Justin kan 4 potloden, 5 gummen en 8 paperclips in 5 verschillende tassen plaatsen.

Uitleg:

Justin wil potloden, vlakgom en paperclips in gelijke hoeveelheden verdelen. Vermoedelijk, als hij deze aan mensen geeft, hebben de ontvangers hetzelfde aantal potloden, sommige vlakgommen en sommige paperclips.

Het eerste wat je moet doen, is een getal vinden dat gelijk verdeeld is in alle drie. Dat wil zeggen, een getal dat gelijk verdeeld is in 20, 25 en 40. Het lijkt duidelijk dat nummer 5 het werk zal doen.
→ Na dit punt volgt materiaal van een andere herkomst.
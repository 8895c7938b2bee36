//! Round-trippable playlist writer.
//!
//! Serialization rules: the version tag is suppressed for version 1,
//! `EXT-X-MEDIA-SEQUENCE` is suppressed when zero, repeated identical
//! `EXT-X-KEY` / `EXT-X-MAP` state is elided, a cleared key is emitted as
//! `METHOD=NONE`, and segment durations are formatted with at most three
//! decimals (trailing zeros trimmed).

use std::fmt::Write as _;

use crate::types::{
    AttributeValue, ByteRange, InitMap, Key, MasterPlaylist, MediaPlaylist, MediaRendition,
    Playlist, Segment, Variant,
};

/// Serialize a playlist back to M3U8 text.
pub fn write_playlist(playlist: &Playlist) -> String {
    match playlist {
        Playlist::Master(master) => write_master(master),
        Playlist::Media(media) => write_media(media),
    }
}

/// Segment durations carry up to three decimals, zeros trimmed.
pub fn format_duration(duration: f64) -> String {
    let fixed = format!("{duration:.3}");
    let trimmed = fixed.trim_end_matches('0').trim_end_matches('.');
    trimmed.to_string()
}

fn push_quoted(out: &mut String, key: &str, value: &str) {
    let _ = write!(out, ",{key}=\"{value}\"");
}

fn push_plain(out: &mut String, key: &str, value: impl std::fmt::Display) {
    let _ = write!(out, ",{key}={value}");
}

fn byte_range_value(range: &ByteRange) -> String {
    match range.offset {
        Some(offset) => format!("{}@{}", range.length, offset),
        None => range.length.to_string(),
    }
}

fn write_master(master: &MasterPlaylist) -> String {
    let mut out = String::from("#EXTM3U\n");

    if master.version != 1 {
        let _ = writeln!(out, "#EXT-X-VERSION:{}", master.version);
    }
    if master.independent_segments {
        out.push_str("#EXT-X-INDEPENDENT-SEGMENTS\n");
    }

    for rendition in &master.renditions {
        write_rendition(&mut out, rendition);
    }
    for variant in &master.variants {
        write_variant(&mut out, variant);
    }

    if let Some(session_data) = &master.session_data {
        out.push_str("#EXT-X-SESSION-DATA:");
        let _ = write!(out, "DATA-ID=\"{}\"", session_data.data_id);
        if let Some(value) = &session_data.value {
            push_quoted(&mut out, "VALUE", value);
        }
        if let Some(uri) = &session_data.uri {
            push_quoted(&mut out, "URI", uri);
        }
        if let Some(language) = &session_data.language {
            push_quoted(&mut out, "LANGUAGE", language);
        }
        out.push('\n');
    }
    if let Some(key) = &master.session_key {
        out.push_str("#EXT-X-SESSION-KEY:");
        write_key_attributes(&mut out, key);
        out.push('\n');
    }

    out
}

fn write_rendition(out: &mut String, rendition: &MediaRendition) {
    let _ = write!(
        out,
        "#EXT-X-MEDIA:TYPE={},GROUP-ID=\"{}\",NAME=\"{}\"",
        rendition.media_type.as_str(),
        rendition.group_id,
        rendition.name
    );
    if let Some(uri) = &rendition.uri {
        push_quoted(out, "URI", uri);
    }
    if let Some(language) = &rendition.language {
        push_quoted(out, "LANGUAGE", language);
    }
    if let Some(assoc) = &rendition.assoc_language {
        push_quoted(out, "ASSOC-LANGUAGE", assoc);
    }
    if rendition.default {
        out.push_str(",DEFAULT=YES");
    }
    if rendition.autoselect {
        out.push_str(",AUTOSELECT=YES");
    }
    if rendition.forced {
        out.push_str(",FORCED=YES");
    }
    if let Some(instream_id) = &rendition.instream_id {
        push_quoted(out, "INSTREAM-ID", instream_id);
    }
    if let Some(characteristics) = &rendition.characteristics {
        push_quoted(out, "CHARACTERISTICS", characteristics);
    }
    if let Some(channels) = &rendition.channels {
        push_quoted(out, "CHANNELS", channels);
    }
    out.push('\n');
}

fn write_variant(out: &mut String, variant: &Variant) {
    let _ = write!(out, "#EXT-X-STREAM-INF:BANDWIDTH={}", variant.bandwidth);
    if let Some(average) = variant.average_bandwidth {
        push_plain(out, "AVERAGE-BANDWIDTH", average);
    }
    if let Some(codecs) = &variant.codecs {
        push_quoted(out, "CODECS", codecs);
    }
    if let Some(resolution) = &variant.resolution {
        push_plain(out, "RESOLUTION", resolution);
    }
    if let Some(frame_rate) = variant.frame_rate {
        push_plain(out, "FRAME-RATE", format!("{frame_rate:.3}"));
    }
    if let Some(hdcp) = &variant.hdcp_level {
        push_plain(out, "HDCP-LEVEL", hdcp);
    }
    if let Some(audio) = &variant.audio {
        push_quoted(out, "AUDIO", audio);
    }
    if let Some(video) = &variant.video {
        push_quoted(out, "VIDEO", video);
    }
    if let Some(subtitles) = &variant.subtitles {
        push_quoted(out, "SUBTITLES", subtitles);
    }
    if let Some(closed_captions) = &variant.closed_captions {
        push_quoted(out, "CLOSED-CAPTIONS", closed_captions);
    }
    out.push('\n');
    out.push_str(&variant.uri);
    out.push('\n');
}

fn write_key_attributes(out: &mut String, key: &Key) {
    let _ = write!(out, "METHOD={}", key.method.as_str());
    if let Some(uri) = &key.uri {
        push_quoted(out, "URI", uri);
    }
    if let Some(iv) = &key.iv {
        push_plain(out, "IV", iv);
    }
    if let Some(format) = &key.key_format {
        push_quoted(out, "KEYFORMAT", format);
    }
    if let Some(versions) = &key.key_format_versions {
        push_quoted(out, "KEYFORMATVERSIONS", versions);
    }
}

fn write_media(media: &MediaPlaylist) -> String {
    let mut out = String::from("#EXTM3U\n");

    if media.version != 1 {
        let _ = writeln!(out, "#EXT-X-VERSION:{}", media.version);
    }
    let _ = writeln!(out, "#EXT-X-TARGETDURATION:{}", media.target_duration);
    if media.media_sequence != 0 {
        let _ = writeln!(out, "#EXT-X-MEDIA-SEQUENCE:{}", media.media_sequence);
    }
    if let Some(sequence) = media.discontinuity_sequence {
        let _ = writeln!(out, "#EXT-X-DISCONTINUITY-SEQUENCE:{sequence}");
    }
    if let Some(playlist_type) = media.playlist_type {
        let _ = writeln!(out, "#EXT-X-PLAYLIST-TYPE:{}", playlist_type.as_str());
    }
    if media.i_frames_only {
        out.push_str("#EXT-X-I-FRAMES-ONLY\n");
    }
    if media.independent_segments {
        out.push_str("#EXT-X-INDEPENDENT-SEGMENTS\n");
    }
    if let Some(start) = &media.start {
        let _ = write!(out, "#EXT-X-START:TIME-OFFSET={}", format_duration(start.time_offset));
        if start.precise {
            out.push_str(",PRECISE=YES");
        }
        out.push('\n');
    }

    for date_range in &media.date_ranges {
        let _ = write!(
            out,
            "#EXT-X-DATERANGE:ID=\"{}\",START-DATE=\"{}\"",
            date_range.id, date_range.start_date
        );
        if let Some(class) = &date_range.class {
            push_quoted(&mut out, "CLASS", class);
        }
        if let Some(end_date) = &date_range.end_date {
            push_quoted(&mut out, "END-DATE", end_date);
        }
        if let Some(duration) = date_range.duration {
            push_plain(&mut out, "DURATION", format_duration(duration));
        }
        if let Some(planned) = date_range.planned_duration {
            push_plain(&mut out, "PLANNED-DURATION", format_duration(planned));
        }
        for (key, value) in &date_range.client_attributes {
            match value {
                AttributeValue::String(text) => push_quoted(&mut out, &format!("X-{key}"), text),
                AttributeValue::Number(number) => {
                    push_plain(&mut out, &format!("X-{key}"), format_duration(*number));
                }
            }
        }
        if date_range.end_on_next {
            out.push_str(",END-ON-NEXT=YES");
        }
        out.push('\n');
    }

    // Key, map and bitrate state persist across segments; only emit on change.
    let mut emitted_key: Option<Key> = None;
    let mut key_was_emitted = false;
    let mut emitted_map: Option<InitMap> = None;
    let mut emitted_bitrate: Option<u64> = None;

    for segment in &media.segments {
        write_segment(
            &mut out,
            segment,
            &mut emitted_key,
            &mut key_was_emitted,
            &mut emitted_map,
            &mut emitted_bitrate,
        );
    }

    if media.end_list {
        out.push_str("#EXT-X-ENDLIST\n");
    }

    out
}

fn write_segment(
    out: &mut String,
    segment: &Segment,
    emitted_key: &mut Option<Key>,
    key_was_emitted: &mut bool,
    emitted_map: &mut Option<InitMap>,
    emitted_bitrate: &mut Option<u64>,
) {
    if segment.key != *emitted_key {
        match &segment.key {
            Some(key) => {
                out.push_str("#EXT-X-KEY:");
                write_key_attributes(out, key);
                out.push('\n');
                *key_was_emitted = true;
            }
            None if *key_was_emitted => {
                out.push_str("#EXT-X-KEY:METHOD=NONE\n");
            }
            None => {}
        }
        *emitted_key = segment.key.clone();
    }

    if segment.map != *emitted_map {
        if let Some(map) = &segment.map {
            let _ = write!(out, "#EXT-X-MAP:URI=\"{}\"", map.uri);
            if let Some(range) = &map.byte_range {
                push_quoted(out, "BYTERANGE", &byte_range_value(range));
            }
            out.push('\n');
        }
        *emitted_map = segment.map.clone();
    }

    if segment.bitrate != *emitted_bitrate {
        if let Some(bitrate) = segment.bitrate {
            // Tag value is kbps, the model carries bps.
            let _ = writeln!(out, "#EXT-X-BITRATE:{}", bitrate / 1000);
        }
        *emitted_bitrate = segment.bitrate;
    }

    if segment.discontinuity {
        out.push_str("#EXT-X-DISCONTINUITY\n");
    }
    if let Some(date_time) = &segment.program_date_time {
        let _ = writeln!(out, "#EXT-X-PROGRAM-DATE-TIME:{date_time}");
    }
    if segment.gap {
        out.push_str("#EXT-X-GAP\n");
    }
    if let Some(range) = &segment.byte_range {
        let _ = writeln!(out, "#EXT-X-BYTERANGE:{}", byte_range_value(range));
    }

    let _ = write!(out, "#EXTINF:{},", format_duration(segment.duration));
    if let Some(title) = &segment.title {
        out.push_str(title);
    }
    out.push('\n');
    out.push_str(&segment.uri);
    out.push('\n');
}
Dit is zo omdat

potloden: #20-:5=4#

Erasers: #25-:5=5#

Paperclips: #40-:5=8#

Het antwoord vloeit vrijelijk voort uit deze realisatie. Justin kan 4 potloden, 5 gummen en 8 paperclips in 5 verschillende tassen plaatsen. Als hij de zakken deelt, hebben 5 verschillende ontvangers dezelfde dingen in elke tas.